## INSTRUCTIONS TO FOLLOW
Your answer should consist of every line in the records that holds "VolumeHandle".

LISTED ENTRIES: Begin

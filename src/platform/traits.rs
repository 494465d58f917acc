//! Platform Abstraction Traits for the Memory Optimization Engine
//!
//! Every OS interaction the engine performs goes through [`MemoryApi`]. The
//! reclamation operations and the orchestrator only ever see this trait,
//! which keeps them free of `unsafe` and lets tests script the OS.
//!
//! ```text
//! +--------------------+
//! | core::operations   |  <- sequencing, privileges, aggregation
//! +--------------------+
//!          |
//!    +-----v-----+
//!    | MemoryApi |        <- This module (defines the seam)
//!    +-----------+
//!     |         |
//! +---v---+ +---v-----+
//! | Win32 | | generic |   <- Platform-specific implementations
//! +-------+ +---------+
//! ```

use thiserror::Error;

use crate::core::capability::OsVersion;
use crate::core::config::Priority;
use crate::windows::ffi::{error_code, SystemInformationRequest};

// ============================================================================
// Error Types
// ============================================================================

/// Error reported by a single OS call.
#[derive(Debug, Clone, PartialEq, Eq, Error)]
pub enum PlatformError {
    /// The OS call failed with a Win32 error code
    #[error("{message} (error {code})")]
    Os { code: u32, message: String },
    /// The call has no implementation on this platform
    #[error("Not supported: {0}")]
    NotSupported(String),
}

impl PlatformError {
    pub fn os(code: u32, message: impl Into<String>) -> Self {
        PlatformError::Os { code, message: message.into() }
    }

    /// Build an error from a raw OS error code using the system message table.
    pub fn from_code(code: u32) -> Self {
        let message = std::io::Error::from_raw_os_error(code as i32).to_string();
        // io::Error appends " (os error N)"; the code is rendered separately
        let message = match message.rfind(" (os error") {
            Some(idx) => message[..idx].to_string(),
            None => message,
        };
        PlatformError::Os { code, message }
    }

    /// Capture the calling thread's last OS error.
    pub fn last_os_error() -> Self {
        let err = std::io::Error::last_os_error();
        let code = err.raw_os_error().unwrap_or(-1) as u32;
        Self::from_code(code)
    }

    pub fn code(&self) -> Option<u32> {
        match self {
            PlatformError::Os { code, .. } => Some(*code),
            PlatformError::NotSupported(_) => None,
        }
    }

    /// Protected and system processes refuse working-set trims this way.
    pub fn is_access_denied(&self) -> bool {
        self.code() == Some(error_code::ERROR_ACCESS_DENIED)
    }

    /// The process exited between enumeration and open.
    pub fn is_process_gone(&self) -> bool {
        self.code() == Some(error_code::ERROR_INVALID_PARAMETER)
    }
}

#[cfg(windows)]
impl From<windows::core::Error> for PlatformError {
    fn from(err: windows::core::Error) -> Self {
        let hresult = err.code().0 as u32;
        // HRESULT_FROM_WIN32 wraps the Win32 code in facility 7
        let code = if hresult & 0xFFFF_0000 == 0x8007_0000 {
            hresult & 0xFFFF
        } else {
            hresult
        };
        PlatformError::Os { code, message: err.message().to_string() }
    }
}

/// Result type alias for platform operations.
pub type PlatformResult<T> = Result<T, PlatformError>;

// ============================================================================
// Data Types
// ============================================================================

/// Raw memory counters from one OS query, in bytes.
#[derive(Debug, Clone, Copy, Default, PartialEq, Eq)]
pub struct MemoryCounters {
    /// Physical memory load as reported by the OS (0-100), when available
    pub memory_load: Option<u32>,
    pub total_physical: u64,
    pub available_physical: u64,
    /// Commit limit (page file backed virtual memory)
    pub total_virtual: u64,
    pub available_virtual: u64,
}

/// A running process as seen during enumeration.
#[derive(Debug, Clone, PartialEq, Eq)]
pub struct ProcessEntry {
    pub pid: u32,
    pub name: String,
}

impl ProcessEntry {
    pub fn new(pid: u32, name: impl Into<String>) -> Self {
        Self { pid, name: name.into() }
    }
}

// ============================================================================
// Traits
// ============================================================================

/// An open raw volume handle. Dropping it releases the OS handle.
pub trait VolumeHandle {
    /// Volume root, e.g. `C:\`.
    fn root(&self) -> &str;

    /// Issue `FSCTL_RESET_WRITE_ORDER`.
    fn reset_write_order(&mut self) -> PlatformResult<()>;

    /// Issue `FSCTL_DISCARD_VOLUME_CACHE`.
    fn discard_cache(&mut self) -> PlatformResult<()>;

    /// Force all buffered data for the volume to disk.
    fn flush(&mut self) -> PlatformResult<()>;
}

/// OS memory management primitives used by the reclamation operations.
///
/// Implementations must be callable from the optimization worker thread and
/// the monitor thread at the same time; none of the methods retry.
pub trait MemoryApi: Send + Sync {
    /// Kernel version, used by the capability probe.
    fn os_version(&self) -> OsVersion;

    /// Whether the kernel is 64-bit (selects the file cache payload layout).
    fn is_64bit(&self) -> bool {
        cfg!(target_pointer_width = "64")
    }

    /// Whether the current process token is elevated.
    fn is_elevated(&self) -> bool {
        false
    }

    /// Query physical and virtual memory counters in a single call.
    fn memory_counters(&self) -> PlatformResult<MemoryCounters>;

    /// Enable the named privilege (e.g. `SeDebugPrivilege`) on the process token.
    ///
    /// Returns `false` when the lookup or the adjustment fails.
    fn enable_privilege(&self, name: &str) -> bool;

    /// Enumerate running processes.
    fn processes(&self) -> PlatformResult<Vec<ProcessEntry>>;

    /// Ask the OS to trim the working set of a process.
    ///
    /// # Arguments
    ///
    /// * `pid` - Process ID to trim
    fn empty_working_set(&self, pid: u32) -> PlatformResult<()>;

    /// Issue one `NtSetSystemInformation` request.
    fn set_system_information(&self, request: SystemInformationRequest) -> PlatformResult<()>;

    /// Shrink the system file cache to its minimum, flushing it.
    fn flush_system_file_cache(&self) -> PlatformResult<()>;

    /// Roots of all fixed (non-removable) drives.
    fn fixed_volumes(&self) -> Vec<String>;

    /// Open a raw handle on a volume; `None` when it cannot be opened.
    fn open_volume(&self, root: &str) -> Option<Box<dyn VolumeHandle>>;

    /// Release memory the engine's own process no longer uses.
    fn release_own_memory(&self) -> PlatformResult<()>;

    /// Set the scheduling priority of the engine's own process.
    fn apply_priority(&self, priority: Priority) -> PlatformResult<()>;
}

LISTED ENTRIES: End

## YOUR SOLUTION
pub trait VolumeHandle {
    fn open_volume(&self, root: &str) -> Option<Box<dyn VolumeHandle>>;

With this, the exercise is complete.